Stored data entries
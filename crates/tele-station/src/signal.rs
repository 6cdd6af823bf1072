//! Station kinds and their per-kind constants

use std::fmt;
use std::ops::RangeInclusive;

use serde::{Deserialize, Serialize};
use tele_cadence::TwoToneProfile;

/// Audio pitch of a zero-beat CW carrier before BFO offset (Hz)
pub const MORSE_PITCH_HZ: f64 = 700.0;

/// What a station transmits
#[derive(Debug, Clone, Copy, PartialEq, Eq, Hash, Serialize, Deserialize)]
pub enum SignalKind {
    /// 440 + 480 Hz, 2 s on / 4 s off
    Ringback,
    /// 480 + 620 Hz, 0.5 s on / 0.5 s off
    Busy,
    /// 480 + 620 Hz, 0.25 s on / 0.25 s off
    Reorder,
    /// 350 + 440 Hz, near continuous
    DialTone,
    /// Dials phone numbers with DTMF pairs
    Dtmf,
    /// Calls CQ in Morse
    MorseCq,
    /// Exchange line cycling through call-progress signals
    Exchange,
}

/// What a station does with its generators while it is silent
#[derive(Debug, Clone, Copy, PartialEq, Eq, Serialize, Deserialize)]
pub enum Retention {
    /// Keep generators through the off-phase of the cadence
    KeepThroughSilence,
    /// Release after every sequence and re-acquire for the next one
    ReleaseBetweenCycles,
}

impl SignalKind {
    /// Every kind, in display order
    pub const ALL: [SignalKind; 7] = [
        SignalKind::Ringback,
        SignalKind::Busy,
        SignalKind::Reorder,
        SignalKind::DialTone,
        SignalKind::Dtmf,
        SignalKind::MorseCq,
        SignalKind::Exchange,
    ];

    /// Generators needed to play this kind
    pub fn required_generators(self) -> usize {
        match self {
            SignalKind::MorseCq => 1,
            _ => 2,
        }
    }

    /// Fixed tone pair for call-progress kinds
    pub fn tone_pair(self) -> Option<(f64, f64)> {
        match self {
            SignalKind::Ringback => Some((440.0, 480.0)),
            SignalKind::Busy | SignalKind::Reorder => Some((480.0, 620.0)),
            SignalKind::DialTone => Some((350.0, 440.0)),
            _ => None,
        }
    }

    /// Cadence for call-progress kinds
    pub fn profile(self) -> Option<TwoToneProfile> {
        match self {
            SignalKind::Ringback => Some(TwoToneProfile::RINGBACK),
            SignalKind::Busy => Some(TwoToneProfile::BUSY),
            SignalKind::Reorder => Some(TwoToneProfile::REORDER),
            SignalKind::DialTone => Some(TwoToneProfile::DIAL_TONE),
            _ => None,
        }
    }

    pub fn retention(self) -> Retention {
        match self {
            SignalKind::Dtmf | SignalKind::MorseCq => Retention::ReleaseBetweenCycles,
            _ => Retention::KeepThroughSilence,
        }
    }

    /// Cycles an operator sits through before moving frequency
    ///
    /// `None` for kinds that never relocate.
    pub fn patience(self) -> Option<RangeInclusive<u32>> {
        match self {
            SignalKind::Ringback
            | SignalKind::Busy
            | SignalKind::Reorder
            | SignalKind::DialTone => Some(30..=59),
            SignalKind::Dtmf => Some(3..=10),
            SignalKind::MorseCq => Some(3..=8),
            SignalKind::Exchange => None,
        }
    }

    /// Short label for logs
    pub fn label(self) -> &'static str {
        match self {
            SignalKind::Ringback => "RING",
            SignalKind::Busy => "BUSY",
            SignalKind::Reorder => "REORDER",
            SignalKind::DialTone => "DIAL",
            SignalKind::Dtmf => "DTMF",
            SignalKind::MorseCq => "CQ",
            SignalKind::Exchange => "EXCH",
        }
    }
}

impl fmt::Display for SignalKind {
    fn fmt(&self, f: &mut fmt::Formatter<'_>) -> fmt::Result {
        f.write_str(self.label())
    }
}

== What the task requires ==
The response should be an exact copy of every line above.

== Completed exercise ==
filename crates/tele-station/src/signal.rs
repository 6cdd6af823bf1072
//! Station kinds and their per-kind constants

use std::fmt;
use std::ops::RangeInclusive;

use serde::{Deserialize, Serialize};
use tele_cadence::TwoToneProfile;

/// Audio pitch of a zero-beat CW carrier before BFO offset (Hz)
pub const MORSE_PITCH_HZ: f64 = 700.0;

/// What a station transmits
#[derive(Debug, Clone, Copy, PartialEq, Eq, Hash, Serialize, Deserialize)]
pub enum SignalKind {
    /// 440 + 480 Hz, 2 s on / 4 s off
    Ringback,
    /// 480 + 620 Hz, 0.5 s on / 0.5 s off
    Busy,
    /// 480 + 620 Hz, 0.25 s on / 0.25 s off
    Reorder,
    /// 350 + 440 Hz, near continuous
    DialTone,
    /// Dials phone numbers with DTMF pairs
    Dtmf,
    /// Calls CQ in Morse
    MorseCq,
    /// Exchange line cycling through call-progress signals
    Exchange,
}

/// What a station does with its generators while it is silent
#[derive(Debug, Clone, Copy, PartialEq, Eq, Serialize, Deserialize)]
pub enum Retention {
    /// Keep generators through the off-phase of the cadence
    KeepThroughSilence,
    /// Release after every sequence and re-acquire for the next one
    ReleaseBetweenCycles,
}

impl SignalKind {
    /// Every kind, in display order
    pub const ALL: [SignalKind; 7] = [
        SignalKind::Ringback,
        SignalKind::Busy,
        SignalKind::Reorder,
        SignalKind::DialTone,
        SignalKind::Dtmf,
        SignalKind::MorseCq,
        SignalKind::Exchange,
    ];

    /// Generators needed to play this kind
    pub fn required_generators(self) -> usize {
        match self {
            SignalKind::MorseCq => 1,
            _ => 2,
        }
    }

    /// Fixed tone pair for call-progress kinds
    pub fn tone_pair(self) -> Option<(f64, f64)> {
        match self {
            SignalKind::Ringback => Some((440.0, 480.0)),
            SignalKind::Busy | SignalKind::Reorder => Some((480.0, 620.0)),
            SignalKind::DialTone => Some((350.0, 440.0)),
            _ => None,
        }
    }

    /// Cadence for call-progress kinds
    pub fn profile(self) -> Option<TwoToneProfile> {
        match self {
            SignalKind::Ringback => Some(TwoToneProfile::RINGBACK),
            SignalKind::Busy => Some(TwoToneProfile::BUSY),
            SignalKind::Reorder => Some(TwoToneProfile::REORDER),
            SignalKind::DialTone => Some(TwoToneProfile::DIAL_TONE),
            _ => None,
        }
    }

    pub fn retention(self) -> Retention {
        match self {
            SignalKind::Dtmf | SignalKind::MorseCq => Retention::ReleaseBetweenCycles,
            _ => Retention::KeepThroughSilence,
        }
    }

    /// Cycles an operator sits through before moving frequency
    ///
    /// `None` for kinds that never relocate.
    pub fn patience(self) -> Option<RangeInclusive<u32>> {
        match self {
            SignalKind::Ringback
            | SignalKind::Busy
            | SignalKind::Reorder
            | SignalKind::DialTone => Some(30..=59),
            SignalKind::Dtmf => Some(3..=10),
            SignalKind::MorseCq => Some(3..=8),
            SignalKind::Exchange => None,
        }
    }

    /// Short label for logs
    pub fn label(self) -> &'static str {
        match self {
            SignalKind::Ringback => "RING",
            SignalKind::Busy => "BUSY",
            SignalKind::Reorder => "REORDER",
            SignalKind::DialTone => "DIAL",
            SignalKind::Dtmf => "DTMF",
            SignalKind::MorseCq => "CQ",
            SignalKind::Exchange => "EXCH",
        }
    }
}

impl fmt::Display for SignalKind {
    fn fmt(&self, f: &mut fmt::Formatter<'_>) -> fmt::Result {
        f.write_str(self.label())
    }
}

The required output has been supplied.